Au IVe siècle, les autorités impériales et municipales s'installent dans l'île de la Cité. Il semble probable que l'autorité religieuse s'y transporte dans le même temps mais dans des conditions indéterminées aucune trace archéologique n'ayant été retrouvée. Le mur dans lequel fut remployé le pilier des Nautes, dégagé en 1711, appartenait à un monument civil ou militaire plutôt qu'à la cathédrale primitive qui n'est pas non plus le bâtiment retrouvé sous le parvis de Notre-Dame. On ne sait si la cathédrale du VIe siècle fut entièrement construite par Childebert Ier ou s'il avait simplement rénové un édifice préexistant. On ignore également tout de son aspect excepté quelques éléments du décor et on ignore aussi son emplacement[7].

L'identification avec l'église Saint-Jean-le-Rond du baptistère cité dans les textes du VIe siècle n'est pas démontrée archéologiquement. La mention de saint Étienne dans un acte de donation a été interprétée à tort comme une attestation de la dédicace de la cathédrale à saint Étienne. La basilique a certainement fait partie du groupe épiscopal mais en qualité de sanctuaire dédié à la commémoration du premier martyr. Les fondations de l'église à nef unique de 22 m sur 10 avec un chevet arrondi orienté et dont l'angle sud-est est engagé sous la porte du Cloître découvertes en 1884 pourraient être celles de cette basilique Saint-Étienne. L'alignement, plus ou moins parallèle au mur de la ville, sur un axe est-ouest d'une centaine de mètres de cette église et du baptistère, se prolongeant vers l'ouest avec Saint-Christophe, pourrait délimiter le périmètre où se trouvaient la cathédrale mérovingienne et la résidence épiscopale à la fin du VIIe siècle[7].

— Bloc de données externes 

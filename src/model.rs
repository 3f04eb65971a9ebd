//! Simulation and estimation for a linear-Gaussian state-space model.

use crate::config::StateSpaceConfig;
use crate::error::Result;
use crate::filter::KalmanFilter;
use crate::noise::NoiseSampler;
use cauchy::Scalar;
use ndarray::{Array1, Array2, ArrayBase, Data, Ix1, Ix2};
use ndarray_linalg::Lapack;
use rand::{Rng, SeedableRng};
use rand_chacha::ChaCha20Rng;
use rand_distr::{Distribution, StandardNormal};
use std::sync::Arc;

/// Everything derived from a configuration, shared by all copies of a model.
#[derive(Debug)]
struct Prepared<T: Scalar + Lapack> {
    config: StateSpaceConfig<T>,
    process_sampler: NoiseSampler<T>,
    measurement_sampler: NoiseSampler<T>,
    /// `None` when the filter noise covariances do not fit the state and measurement
    /// dimensions. Such a model can still simulate.
    kalman_filter: Option<KalmanFilter<T>>,
}

impl<T> Prepared<T>
where
    T: Scalar + Lapack,
    StandardNormal: Distribution<T>,
{
    fn new(config: StateSpaceConfig<T>) -> Result<Prepared<T>> {
        let interpretation = config.full_matrix_noise();
        let process_sampler = config
            .process_noise()
            .sampler("process", interpretation)?;
        let measurement_sampler = config
            .measurement_noise()
            .sampler("measurement", interpretation)?;
        let kalman_filter = match config.kalman_filter() {
            Ok(kalman_filter) => Some(kalman_filter),
            Err(err) => {
                log::debug!("model supports simulation only: {}", err);
                None
            }
        };
        Ok(Prepared {
            config,
            process_sampler,
            measurement_sampler,
            kalman_filter,
        })
    }

    /// `A * state + B * e`
    fn step<S: Data<Elem = T>, R: Rng + ?Sized>(
        &self,
        state: &ArrayBase<S, Ix1>,
        rng: &mut R,
    ) -> Array1<T> {
        let noise = self.process_sampler.sample(rng);
        self.config.a().dot(state) + &self.config.b().dot(&noise)
    }

    /// `C * state + D * n`
    fn measure<S: Data<Elem = T>, R: Rng + ?Sized>(
        &self,
        state: &ArrayBase<S, Ix1>,
        rng: &mut R,
    ) -> Array1<T> {
        let noise = self.measurement_sampler.sample(rng);
        self.config.c().dot(state) + &self.config.d().dot(&noise)
    }
}

/// States and measurements produced by [`LinearGaussianStateSpaceModel::simulate`].
///
/// Row `k` of both arrays belongs to the same time step.
#[derive(Debug, Clone, PartialEq)]
pub struct Trajectory<T: Scalar> {
    pub states: Array2<T>,
    pub measurements: Array2<T>,
}

/// Discrete-time linear-Gaussian state-space model.
///
/// The configuration is validated once and shared between copies of the model, while
/// each instance owns the current state of its simulated trajectory and its own random
/// source. Simulation (`forward`, `observe`) advances that random source and therefore
/// needs `&mut self`. Estimation (`estimate`) only reads the configuration, so it can
/// run concurrently on a shared model.
#[derive(Debug)]
pub struct LinearGaussianStateSpaceModel<T: Scalar + Lapack> {
    shared: Arc<Prepared<T>>,
    current_state: Array1<T>,
    rng: ChaCha20Rng,
}

impl<T> LinearGaussianStateSpaceModel<T>
where
    T: Scalar + Lapack,
    StandardNormal: Distribution<T>,
{
    /// Creates a model from plain two-dimensional arrays.
    ///
    /// Each noise argument is read as standard deviations if it is a single column and
    /// as a covariance matrix if it is square. See [`StateSpaceConfig::new`] for the
    /// required shapes. The random source is seeded from system entropy, use
    /// [`with_seed`](Self::with_seed) for reproducible runs.
    pub fn new<S1, S2, S3, S4, S5, S6, S7>(
        initial_state: &ArrayBase<S1, Ix2>,
        process_noise: &ArrayBase<S2, Ix2>,
        measurement_noise: &ArrayBase<S3, Ix2>,
        a: &ArrayBase<S4, Ix2>,
        b: &ArrayBase<S5, Ix2>,
        c: &ArrayBase<S6, Ix2>,
        d: &ArrayBase<S7, Ix2>,
    ) -> Result<LinearGaussianStateSpaceModel<T>>
    where
        S1: Data<Elem = T>,
        S2: Data<Elem = T>,
        S3: Data<Elem = T>,
        S4: Data<Elem = T>,
        S5: Data<Elem = T>,
        S6: Data<Elem = T>,
        S7: Data<Elem = T>,
    {
        let config = StateSpaceConfig::new(
            initial_state,
            process_noise,
            measurement_noise,
            a,
            b,
            c,
            d,
        )?;
        LinearGaussianStateSpaceModel::from_config(config)
    }

    pub fn from_config(config: StateSpaceConfig<T>) -> Result<LinearGaussianStateSpaceModel<T>> {
        log::debug!(
            "building state-space model: state_dim={}, measurement_dim={}, process noise {}, measurement noise {}",
            config.state_dim(),
            config.measurement_dim(),
            noise_form(config.process_noise().is_diagonal()),
            noise_form(config.measurement_noise().is_diagonal()),
        );
        let shared = Arc::new(Prepared::new(config)?);
        Ok(LinearGaussianStateSpaceModel::from_shared(
            shared,
            ChaCha20Rng::from_entropy(),
        ))
    }

    fn from_shared(shared: Arc<Prepared<T>>, rng: ChaCha20Rng) -> Self {
        let current_state = shared.config.initial_state().to_owned();
        LinearGaussianStateSpaceModel {
            shared,
            current_state,
            rng,
        }
    }

    /// Replaces the random source with one seeded from `seed`.
    pub fn with_seed(mut self, seed: u64) -> Self {
        self.reseed(seed);
        self
    }

    pub fn reseed(&mut self, seed: u64) {
        self.rng = ChaCha20Rng::seed_from_u64(seed);
    }

    /// Draws a noisy measurement of the current state, `C * x + D * n`.
    ///
    /// The current state is left unchanged.
    pub fn observe(&mut self) -> Array1<T> {
        let measurement = self.shared.measure(&self.current_state, &mut self.rng);
        log::trace!("observed {}", measurement);
        measurement
    }

    /// Same as [`observe`](Self::observe), drawing the noise from `rng`.
    pub fn observe_with<R: Rng + ?Sized>(&self, rng: &mut R) -> Array1<T> {
        let measurement = self.shared.measure(&self.current_state, rng);
        log::trace!("observed {}", measurement);
        measurement
    }

    /// Advances the simulated trajectory by one step, `x := A * x + B * e`, and returns
    /// the new state.
    pub fn forward(&mut self) -> Array1<T> {
        let next_state = self.shared.step(&self.current_state, &mut self.rng);
        log::trace!("advanced state to {}", next_state);
        self.current_state = next_state.clone();
        next_state
    }

    /// Same as [`forward`](Self::forward), drawing the noise from `rng`.
    pub fn forward_with<R: Rng + ?Sized>(&mut self, rng: &mut R) -> Array1<T> {
        let next_state = self.shared.step(&self.current_state, rng);
        log::trace!("advanced state to {}", next_state);
        self.current_state = next_state.clone();
        next_state
    }

    /// Simulates `steps` time steps. Each step advances the state with
    /// [`forward`](Self::forward) and then measures the new state with
    /// [`observe`](Self::observe).
    pub fn simulate(&mut self, steps: usize) -> Trajectory<T> {
        let mut states = Array2::zeros([steps, self.shared.config.state_dim()]);
        let mut measurements = Array2::zeros([steps, self.shared.config.measurement_dim()]);
        for (mut state_row, mut measurement_row) in states
            .outer_iter_mut()
            .zip(measurements.outer_iter_mut())
        {
            state_row.assign(&self.forward());
            measurement_row.assign(&self.observe());
        }
        Trajectory {
            states,
            measurements,
        }
    }

    /// One Kalman predict-update step.
    ///
    /// Given the estimate `(prior_mean, prior_covariance)` of the current step and the
    /// measurement of the next step, returns `(posterior_mean, posterior_covariance)` of
    /// the next step. Noise covariances are reconstructed from the noise specifications:
    /// standard deviations are squared and square matrices are used according to the
    /// configured [`FullMatrixNoise`](crate::noise::FullMatrixNoise) interpretation. The
    /// prediction is `A * P * Aᵗ + Q` and the innovation covariance `C * P * Cᵗ + R`, with
    /// `Q` and `R` taken as they are. [`NoiseLoading`](crate::noise::NoiseLoading) selects
    /// `B * Q * Bᵗ` and `D * R * Dᵗ` instead. The gain is obtained by a linear solve
    /// against the innovation covariance, and a singular innovation covariance is reported
    /// as `ModelError::SingularInnovationCovariance`.
    ///
    /// With plain `Q` and `R`, a model with `M_e != M_x` or `M_n != M_y` can simulate but
    /// not estimate, and every call returns `ModelError::InvalidShape` naming the noise.
    ///
    /// Neither the current state nor the random source is touched.
    pub fn estimate<S1, S2, S3>(
        &self,
        prior_mean: &ArrayBase<S1, Ix1>,
        prior_covariance: &ArrayBase<S2, Ix2>,
        next_measurement: &ArrayBase<S3, Ix1>,
    ) -> Result<(Array1<T>, Array2<T>)>
    where
        S1: Data<Elem = T>,
        S2: Data<Elem = T>,
        S3: Data<Elem = T>,
    {
        let posterior = match &self.shared.kalman_filter {
            Some(kalman_filter) => {
                kalman_filter.estimate(prior_mean, prior_covariance, next_measurement)?
            }
            None => self.shared.config.kalman_filter()?.estimate(
                prior_mean,
                prior_covariance,
                next_measurement,
            )?,
        };
        log::trace!("posterior mean {}", posterior.mean);
        Ok(posterior.into_tuple())
    }

    /// Creates an independent model with the same configuration.
    ///
    /// The copy starts again from the initial state rather than from this model's
    /// current state, and gets a fresh random source.
    pub fn copy(&self) -> Self {
        log::debug!("copying state-space model, trajectory reset to initial state");
        LinearGaussianStateSpaceModel::from_shared(
            Arc::clone(&self.shared),
            ChaCha20Rng::from_entropy(),
        )
    }

    pub fn current_state(&self) -> &Array1<T> {
        &self.current_state
    }

    pub fn config(&self) -> &StateSpaceConfig<T> {
        &self.shared.config
    }

    /// Kalman filter built from this model's matrices and noise covariances, if the
    /// noise covariances fit the filter.
    pub fn kalman_filter(&self) -> Option<&KalmanFilter<T>> {
        self.shared.kalman_filter.as_ref()
    }
}

fn noise_form(is_diagonal: bool) -> &'static str {
    if is_diagonal {
        "diagonal"
    } else {
        "full"
    }
}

En 1847, les fondations d'un édifice construit sur le rempart du IVe siècle ont été dégagées lors de fouilles sous le parvis de Notre-Dame. De plan basilical, avec une nef centrale de 9,51 m de large, des collatéraux de 5,11 m au nord, de 4,85 m au sud et un avant-corps occidental, sa longueur est de 35 m. Sa partie orientale a été détruite lors de l'édification de la cathédrale gothique. Son chevet se trouvait peut-être au niveau de la troisième travée de la nef de la cathédrale actuelle, portant sa longueur à 74 m. Le caractère monumental de sa partie occidentale est caractéristique de la période des VIIIe – Xe siècle. Ses dimensions imposantes et sa localisation permettent de l'associer aux vestiges de la cathédrale carolingienne. Cette nouvelle cathédrale a vraisemblablement été édifiée, dans les premières décennie du IXe siècle, grâce à une donation impériale, comme à Reims, à Rouen ou à Tournai, l'aval du souverain étant en outre nécessaire pour l'arasement du rempart. Sa construction est sans doute également en rapport avec la réforme canoniale carolingienne qui occasionna un aménagement du quartier des chanoines avec la construction d'un enclos, réforme effective à Paris en 829. Le quartier canonial, attesté dès le début du Xe siècle, pourrait avoir été implanté dès l'origine au nord du secteur cathédral[7].

Avant la période carolingienne, le vocable de la cathédrale est inconnu. À partir de la seconde moitié du VIIIe siècle, sa dédicace est explicite et sainte Marie est toujours sa principale (devant saint Étienne et saint Germain en 775, devant saint Étienne en 829) ou sa seule patronne. Aucun texte ne confirme la thèse de la cathédrale double de Jean Hubert. Les travaux réalisés modifient la configuration de la partie orientale de l'île de la Cité et permettent à la cathédrale d'affirmer visuellement sa primauté par rapport aux sanctuaires voisins[7].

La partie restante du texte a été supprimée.